The business driver was a strategic cloud migration. Before infrastructure could be safely moved to the cloud, the client needed an accurate, current and well-structured picture of what actually existed across its estate — spanning fifteen data centres across the Americas, EMEA and APAC. That picture did not exist in a single reliable place, which made the CMDB the critical dependency for the entire transformation.
The engagement was technically and organisationally complex across several dimensions.
The existing CMDB contained very large volumes of duplicate and orphaned records — over 127,000 network adapter entries and tens of thousands of duplicated compute template and disk records, all of which had to be reconciled rather than simply copied across. Configuration data had to be brought together from i3S, network team spreadsheets, Tenable vulnerability data and live discovery, each in a different format with inconsistent IP range data full of duplicates.
Global scale added further complexity. Fifteen data centres had to be discovered, each with different network bandwidth limits, credentials and firewall rules, from Munich at 10Gb down to sites of 10Mb. Windows, Linux and SNMP access varied site by site, with missing credentials, SUDO permission errors and firewall restrictions reducing coverage and requiring systematic resolution.
Identification and reconciliation rules had to be defined at field level so that records from different sources resolved to a single trusted configuration item. And the target CMDB had to be structured to the Common Service Data Model (CSDM) so that discovery, service mapping and future capabilities would populate the right classes and relationships from the outset.
Hikon led the work through six clearly defined stages: Discovery, Assessment, Gap Analysis, Implementation, Training and Handover. The technical build ran as a series of proof-of-concept iterations to prove the approach before scaling it across the full estate.
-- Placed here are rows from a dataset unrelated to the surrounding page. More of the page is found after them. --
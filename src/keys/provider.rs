use std::collections::HashMap;

use parking_lot::RwLock;

use crate::errors::{FieldVaultError, Result};
use crate::keys::key::{current_encryption_key, CryptoKey, KeyUsage};

/// Source of truth for tenant keys.
///
/// Implementations are expected to be backed by the deployment's key store;
/// this crate only reads. `get_current_hmac_keys` returns every key that new
/// HMACs should be computed under, which during rotation is more than one.
pub trait CryptoKeyProvider: Send + Sync {
    /// Look up a single key by identity.
    fn get_by_id(&self, key_id: &str) -> Result<Option<CryptoKey>>;

    /// Active HMAC keys for a tenant, in no particular order.
    fn get_current_hmac_keys(&self, tenant_id: &str) -> Result<Vec<CryptoKey>>;

    /// Every key across all tenants. The rekey scheduler groups these itself.
    fn get_all_crypto_keys(&self) -> Result<Vec<CryptoKey>>;

    /// The tenant's current ENCRYPTION key: the most recently created one.
    fn get_current_encryption_key(&self, tenant_id: &str) -> Result<CryptoKey> {
        let keys = self.get_all_crypto_keys()?;
        current_encryption_key(&keys, tenant_id)
            .cloned()
            .ok_or_else(|| FieldVaultError::NoEncryptionKey(tenant_id.to_string()))
    }
}

/// Map-backed provider for tests and single-process deployments.
#[derive(Default)]
pub struct InMemoryCryptoKeyProvider {
    keys: RwLock<HashMap<String, CryptoKey>>,
}

impl InMemoryCryptoKeyProvider {
    pub fn new() -> Self {
        Self::default()
    }

    /// Insert or replace a key.
    pub fn upsert(&self, key: CryptoKey) {
        self.keys.write().insert(key.id.clone(), key);
    }

    pub fn remove(&self, key_id: &str) -> Option<CryptoKey> {
        self.keys.write().remove(key_id)
    }

    pub fn len(&self) -> usize {
        self.keys.read().len()
    }

    pub fn is_empty(&self) -> bool {
        self.keys.read().is_empty()
    }
}

impl CryptoKeyProvider for InMemoryCryptoKeyProvider {
    fn get_by_id(&self, key_id: &str) -> Result<Option<CryptoKey>> {
        Ok(self.keys.read().get(key_id).cloned())
    }

    fn get_current_hmac_keys(&self, tenant_id: &str) -> Result<Vec<CryptoKey>> {
        // A retiring key stops signing new records immediately; existing
        // hashes under it survive until the rekey pass purges them.
        Ok(self
            .keys
            .read()
            .values()
            .filter(|k| {
                k.tenant_id == tenant_id && k.usage == KeyUsage::Hmac && !k.is_key_off()
            })
            .cloned()
            .collect())
    }

    fn get_all_crypto_keys(&self) -> Result<Vec<CryptoKey>> {
        Ok(self.keys.read().values().cloned().collect())
    }
}

#[cfg(test)]
mod tests {
    use super::*;
    use crate::keys::key::{KeyConfiguration, RekeyMode};
    use chrono::{Duration, Utc};

    fn key(id: &str, tenant: &str, usage: KeyUsage, age_secs: i64) -> CryptoKey {
        CryptoKey {
            id: id.to_string(),
            key_type: "AES".to_string(),
            usage,
            configuration: KeyConfiguration::default(),
            key_start_time: None,
            tenant_id: tenant.to_string(),
            rekey_mode: None,
            created_date: Some(Utc::now() - Duration::seconds(age_secs)),
        }
    }

    #[test]
    fn current_encryption_key_is_most_recent() {
        let provider = InMemoryCryptoKeyProvider::new();
        provider.upsert(key("old", "t1", KeyUsage::Encryption, 3_600));
        provider.upsert(key("new", "t1", KeyUsage::Encryption, 60));
        provider.upsert(key("other-tenant", "t2", KeyUsage::Encryption, 1));

        let current = provider.get_current_encryption_key("t1").unwrap();
        assert_eq!(current.id, "new");
    }

    #[test]
    fn missing_encryption_key_is_an_error() {
        let provider = InMemoryCryptoKeyProvider::new();
        assert!(provider.get_current_encryption_key("t1").is_err());
    }

    #[test]
    fn key_off_hmac_keys_are_not_current() {
        let provider = InMemoryCryptoKeyProvider::new();
        let mut retiring = key("h1", "t1", KeyUsage::Hmac, 3_600);
        retiring.rekey_mode = Some(RekeyMode::KeyOff);
        provider.upsert(retiring);
        provider.upsert(key("h2", "t1", KeyUsage::Hmac, 60));

        let current = provider.get_current_hmac_keys("t1").unwrap();
        assert_eq!(current.len(), 1);
        assert_eq!(current[0].id, "h2");
    }
}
Fifteen MID Servers were deployed on dedicated Azure virtual machines, one aligned to each data centre, with an additional MID Server for Service Mapping. Beneath the six stages, parallel workstreams covered Discovery and Service Mapping, CMDB and CSDM, Incident and Change, Service Catalogue and Knowledge, SLA and Reporting, GRC and Vulnerability, and Identity and Access.
ServiceNow was established as the client’s single ITSM and configuration platform, replacing i3S and providing a trusted, current and governed view of the global estate. The CMDB was rebuilt to the Common Service Data Model, with field-level identification and reconciliation rules ensuring that records arriving from discovery, i3S, Tenable and network sources resolved to a single configuration item, ending the cycle of duplication that had undermined the legacy data.
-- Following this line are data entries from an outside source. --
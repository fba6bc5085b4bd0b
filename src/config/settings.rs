use std::time::Duration;

use serde::{Deserialize, Serialize};

use crate::errors::{FieldVaultError, Result};

/// Tuning for the ephemeral DEK cache.
///
/// Every field has a sensible default so the cached encryption service works
/// out-of-the-box. All windows are wall-clock seconds; deployments that
/// deserialize these from their own config format get the same defaults for
/// missing fields.
#[derive(Debug, Clone, Serialize, Deserialize)]
pub struct CacheSettings {
    /// Sliding TTL for keyed entries, refreshed on every read (default: 10 min).
    #[serde(default = "default_cache_entry_ttl_secs")]
    pub cache_entry_ttl_secs: u64,

    /// Absolute TTL for the "current" DEK slot, measured from creation
    /// (default: 2 min). Must not exceed `cache_entry_ttl_secs`.
    #[serde(default = "default_current_entry_ttl_secs")]
    pub current_entry_ttl_secs: u64,

    /// How often the background sweep evicts stale entries (default: 1 min).
    #[serde(default = "default_sweep_interval_secs")]
    pub sweep_interval_secs: u64,
}

/// Tuning for the rekey scheduler.
#[derive(Debug, Clone, Serialize, Deserialize)]
pub struct RekeySettings {
    /// Delay before the first scheduled pass (default: 1 min).
    #[serde(default = "default_initial_delay_secs")]
    pub initial_delay_secs: u64,

    /// Interval between scheduled passes (default: 1 h).
    #[serde(default = "default_check_interval_secs")]
    pub check_interval_secs: u64,

    /// Pause between record batches within a pass (default: 1 s).
    #[serde(default = "default_batch_interval_millis")]
    pub batch_interval_millis: u64,

    /// Records fetched per batch (default: 100).
    #[serde(default = "default_batch_size")]
    pub batch_size: usize,

    /// How long a freshly created key must age before rotation may act on it,
    /// covering every instance's key-cache refresh (default: 30 min).
    #[serde(default = "default_cache_coherence_window_secs")]
    pub cache_coherence_window_secs: u64,

    /// Per-tenant failure budget for one pass; negative means unlimited
    /// (default: 10).
    #[serde(default = "default_max_failures")]
    pub max_failures: i64,
}

// ── Serde default helpers ────────────────────────────────────────────

fn default_cache_entry_ttl_secs() -> u64 {
    600
}

fn default_current_entry_ttl_secs() -> u64 {
    120
}

fn default_sweep_interval_secs() -> u64 {
    60
}

fn default_initial_delay_secs() -> u64 {
    60
}

fn default_check_interval_secs() -> u64 {
    3_600
}

fn default_batch_interval_millis() -> u64 {
    1_000
}

fn default_batch_size() -> usize {
    100
}

fn default_cache_coherence_window_secs() -> u64 {
    1_800
}

fn default_max_failures() -> i64 {
    10
}

// ── Implementation ───────────────────────────────────────────────────

impl Default for CacheSettings {
    fn default() -> Self {
        Self {
            cache_entry_ttl_secs: default_cache_entry_ttl_secs(),
            current_entry_ttl_secs: default_current_entry_ttl_secs(),
            sweep_interval_secs: default_sweep_interval_secs(),
        }
    }
}

impl CacheSettings {
    /// Sliding TTL for keyed entries.
    pub fn entry_ttl(&self) -> Duration {
        Duration::from_secs(self.cache_entry_ttl_secs)
    }

    /// Absolute TTL for the current slot.
    pub fn current_ttl(&self) -> Duration {
        Duration::from_secs(self.current_entry_ttl_secs)
    }

    /// Sweep period.
    pub fn sweep_interval(&self) -> Duration {
        Duration::from_secs(self.sweep_interval_secs)
    }

    /// Reject windows that cannot work at runtime.
    pub fn validate(&self) -> Result<()> {
        if self.cache_entry_ttl_secs == 0 || self.current_entry_ttl_secs == 0 {
            return Err(FieldVaultError::Configuration(
                "cache TTLs must be non-zero".to_string(),
            ));
        }
        if self.sweep_interval_secs == 0 {
            return Err(FieldVaultError::Configuration(
                "sweep interval must be non-zero".to_string(),
            ));
        }
        if self.current_entry_ttl_secs > self.cache_entry_ttl_secs {
            return Err(FieldVaultError::Configuration(
                "current-slot TTL must not exceed the keyed-entry TTL".to_string(),
            ));
        }
        Ok(())
    }
}

impl Default for RekeySettings {
    fn default() -> Self {
        Self {
            initial_delay_secs: default_initial_delay_secs(),
            check_interval_secs: default_check_interval_secs(),
            batch_interval_millis: default_batch_interval_millis(),
            batch_size: default_batch_size(),
            cache_coherence_window_secs: default_cache_coherence_window_secs(),
            max_failures: default_max_failures(),
        }
    }
}

impl RekeySettings {
    pub fn initial_delay(&self) -> Duration {
        Duration::from_secs(self.initial_delay_secs)
    }

    pub fn check_interval(&self) -> Duration {
        Duration::from_secs(self.check_interval_secs)
    }

    pub fn batch_interval(&self) -> Duration {
        Duration::from_millis(self.batch_interval_millis)
    }

    /// Coherence window as signed chrono duration for key-age arithmetic.
    pub fn coherence_window(&self) -> chrono::Duration {
        chrono::Duration::seconds(self.cache_coherence_window_secs as i64)
    }

    pub fn validate(&self) -> Result<()> {
        if self.check_interval_secs == 0 {
            return Err(FieldVaultError::Configuration(
                "check interval must be non-zero".to_string(),
            ));
        }
        if self.batch_size == 0 {
            return Err(FieldVaultError::Configuration(
                "batch size must be non-zero".to_string(),
            ));
        }
        Ok(())
    }
}

// ── Tests ────────────────────────────────────────────────────────────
Large-scale deduplication was applied to the inherited CMDB, and IP range data from multiple inconsistent spreadsheets was extracted, normalised and deduplicated through purpose-built automation before being used to drive discovery. Discovery, Service Mapping, Tenable and Azure sources were connected to feed and validate the CMDB, while incident, change, catalogue, knowledge and SLA data were migrated from i3S into ServiceNow.
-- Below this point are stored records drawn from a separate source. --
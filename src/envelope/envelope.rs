//! Envelope encryption: payloads under a DEK, the DEK wrapped by the
//! tenant's key-encryption key.
//!
//! Two variants share one shape. `EnvelopeEncryptionService` mints a fresh
//! DEK per call, paying one wrap per encryption. The cached variant reuses a
//! "current" DEK until its freshness window elapses, amortizing the wrap
//! cost across many writes; the raw DEK bytes only ever sit in the
//! `KeyVault`, and every call still mints a fresh IV because DEK+IV reuse
//! breaks GCM confidentiality.

use std::sync::Arc;

use base64::engine::general_purpose::STANDARD as BASE64;
use base64::Engine;
use parking_lot::Mutex;
use rand::RngCore;
use tracing::debug;
use uuid::Uuid;
use zeroize::Zeroizing;

use crate::cache::{CachedWrappedKeyHolder, EphemeralKeyCache, KeyVault};
use crate::config::CacheSettings;
use crate::envelope::cipher::CipherSpec;
use crate::envelope::container::CiphertextContainer;
use crate::envelope::service::EncryptionService;
use crate::errors::{FieldVaultError, Result};
use crate::keys::CryptoKey;
use crate::search::holder::HmacHolder;

/// DEK size in bytes (AES-256).
const DEK_LEN: usize = 32;

fn mint_dek() -> Zeroizing<Vec<u8>> {
    let mut dek = Zeroizing::new(vec![0u8; DEK_LEN]);
    rand::rng().fill_bytes(&mut dek);
    dek
}

fn build_container(
    spec: &CipherSpec,
    key: &CryptoKey,
    iv: &[u8],
    ciphertext: &[u8],
    dek_id: &str,
    wrapped_dek: &str,
) -> CiphertextContainer {
    let mut container = CiphertextContainer {
        key_id: Some(key.id.clone()),
        algorithm: String::new(),
        mode: String::new(),
        padding: String::new(),
        key_size: None,
        gcm_tag_length: None,
        iv: BASE64.encode(iv),
        cipher_text: BASE64.encode(ciphertext),
        data_encryption_key_id: Some(dek_id.to_string()),
        data_encryption_key: Some(wrapped_dek.to_string()),
        extra: serde_json::Map::new(),
    };
    spec.apply_to(&mut container);
    container
}

fn decode_payload(container: &CiphertextContainer) -> Result<(Vec<u8>, Vec<u8>)> {
    let iv = BASE64
        .decode(&container.iv)
        .map_err(|e| FieldVaultError::InvalidContainer(format!("bad IV: {e}")))?;
    let ciphertext = BASE64
        .decode(&container.cipher_text)
        .map_err(|e| FieldVaultError::InvalidContainer(format!("bad ciphertext: {e}")))?;
    Ok((iv, ciphertext))
}

fn wrapped_dek(container: &CiphertextContainer) -> Result<&str> {
    container.data_encryption_key.as_deref().ok_or_else(|| {
        FieldVaultError::InvalidContainer("container carries no wrapped DEK".to_string())
    })
}

/// Envelope service that mints a fresh random DEK per encrypt call.
pub struct EnvelopeEncryptionService {
    base: Arc<dyn EncryptionService>,
}

impl EnvelopeEncryptionService {
    pub fn new(base: Arc<dyn EncryptionService>) -> Self {
        Self { base }
    }
}

impl EncryptionService for EnvelopeEncryptionService {
    fn encrypt(&self, key: &CryptoKey, plaintext: &[u8]) -> Result<CiphertextContainer> {
        let spec = CipherSpec::from_configuration(&key.configuration)?;

        let dek = mint_dek();
        let wrapped = self.base.encrypt(key, &dek)?.to_json()?;
        let dek_id = Uuid::new_v4().to_string();

        let iv = spec.mint_iv();
        let ciphertext = spec.encrypt(&dek, &iv, plaintext)?;
        Ok(build_container(&spec, key, &iv, &ciphertext, &dek_id, &wrapped))
    }

    fn decrypt(&self, container: &CiphertextContainer) -> Result<Vec<u8>> {
        let spec = CipherSpec::from_container(container)?;
        let wrapped = CiphertextContainer::from_json(wrapped_dek(container)?)?;
        let dek = Zeroizing::new(self.base.decrypt(&wrapped)?);

        let (iv, ciphertext) = decode_payload(container)?;
        spec.decrypt(&dek, &iv, &ciphertext)
    }

    fn hmac(&self, holders: &mut [HmacHolder]) -> Result<()> {
        self.base.hmac(holders)
    }
}

/// Envelope service with a short-lived DEK cache.
///
/// Encrypt reuses the "current" DEK until its absolute TTL elapses; at most
/// one DEK is minted per freshness window across all threads because the
/// get-or-mint sequence runs under one mutex. Decrypt caches unwrapped DEKs
/// by identity under the longer sliding TTL, since many historical records
/// share one DEK.
pub struct CachedEnvelopeEncryptionService {
    base: Arc<dyn EncryptionService>,
    vault: Arc<KeyVault>,
    cache: EphemeralKeyCache<String, Arc<CachedWrappedKeyHolder>>,
    mint_lock: Mutex<()>,
}

impl CachedEnvelopeEncryptionService {
    pub fn new(base: Arc<dyn EncryptionService>, settings: &CacheSettings) -> Result<Self> {
        settings.validate()?;
        Ok(Self {
            base,
            vault: Arc::new(KeyVault::new()),
            cache: EphemeralKeyCache::new(
                settings.entry_ttl(),
                settings.current_ttl(),
                settings.sweep_interval(),
            ),
            mint_lock: Mutex::new(()),
        })
    }

    /// The current DEK, minting and wrapping a new one if the slot is empty
    /// or stale.
    fn current_dek(
        &self,
        key: &CryptoKey,
    ) -> Result<(Arc<CachedWrappedKeyHolder>, Zeroizing<Vec<u8>>)> {
        let _guard = self.mint_lock.lock();

        if let Some(holder) = self.cache.get_current() {
            // The vault entry can be gone if clear() raced this call.
            if let Some(dek) = holder.dek() {
                return Ok((holder, dek));
            }
        }

        let dek = mint_dek();
        let wrapped = self.base.encrypt(key, &dek)?.to_json()?;
        let dek_id = Uuid::new_v4().to_string();
        let holder = Arc::new(CachedWrappedKeyHolder::acquire(
            Arc::clone(&self.vault),
            dek_id.clone(),
            wrapped,
            &dek,
        )?);
        debug!(dek_id, key_id = %key.id, "minted new current DEK");

        self.cache.put_current(Arc::clone(&holder));
        // Fresh records decrypt through the keyed side without an unwrap.
        self.cache.put(dek_id, Arc::clone(&holder));
        Ok((holder, dek))
    }

    /// Drop every cached DEK and stop the sweep. Idempotent.
    pub fn shutdown(&self) {
        self.cache.clear();
        self.cache.shutdown();
    }
}

impl EncryptionService for CachedEnvelopeEncryptionService {
    fn encrypt(&self, key: &CryptoKey, plaintext: &[u8]) -> Result<CiphertextContainer> {
        let spec = CipherSpec::from_configuration(&key.configuration)?;
        let (holder, dek) = self.current_dek(key)?;

        let iv = spec.mint_iv();
        let ciphertext = spec.encrypt(&dek, &iv, plaintext)?;
        Ok(build_container(
            &spec,
            key,
            &iv,
            &ciphertext,
            holder.key_id(),
            holder.wrapped(),
        ))
    }

    fn decrypt(&self, container: &CiphertextContainer) -> Result<Vec<u8>> {
        let spec = CipherSpec::from_container(container)?;
        let dek_id = container.data_encryption_key_id.as_deref().ok_or_else(|| {
            FieldVaultError::InvalidContainer("container names no DEK identity".to_string())
        })?;

        let dek = match self.cache.get(&dek_id.to_string()).and_then(|h| h.dek()) {
            Some(dek) => dek,
            None => {
                let wrapped = CiphertextContainer::from_json(wrapped_dek(container)?)?;
                let dek = Zeroizing::new(self.base.decrypt(&wrapped)?);
                let holder = Arc::new(CachedWrappedKeyHolder::acquire(
                    Arc::clone(&self.vault),
                    dek_id,
                    wrapped_dek(container)?,
                    &dek,
                )?);
                self.cache.put(dek_id.to_string(), holder);
                dek
            }
        };

        let (iv, ciphertext) = decode_payload(container)?;
        spec.decrypt(&dek, &iv, &ciphertext)
    }

    fn hmac(&self, holders: &mut [HmacHolder]) -> Result<()> {
        self.base.hmac(holders)
    }
}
This engagement shows how a complex, global service management estate can be moved off a fragmented legacy platform onto ServiceNow without simply carrying the old problems across. The combination of automated discovery, disciplined data cleansing, field-level reconciliation and CSDM alignment turns a distrusted inventory into a dependable asset — and makes subsequent transformation programmes possible rather than merely aspirational.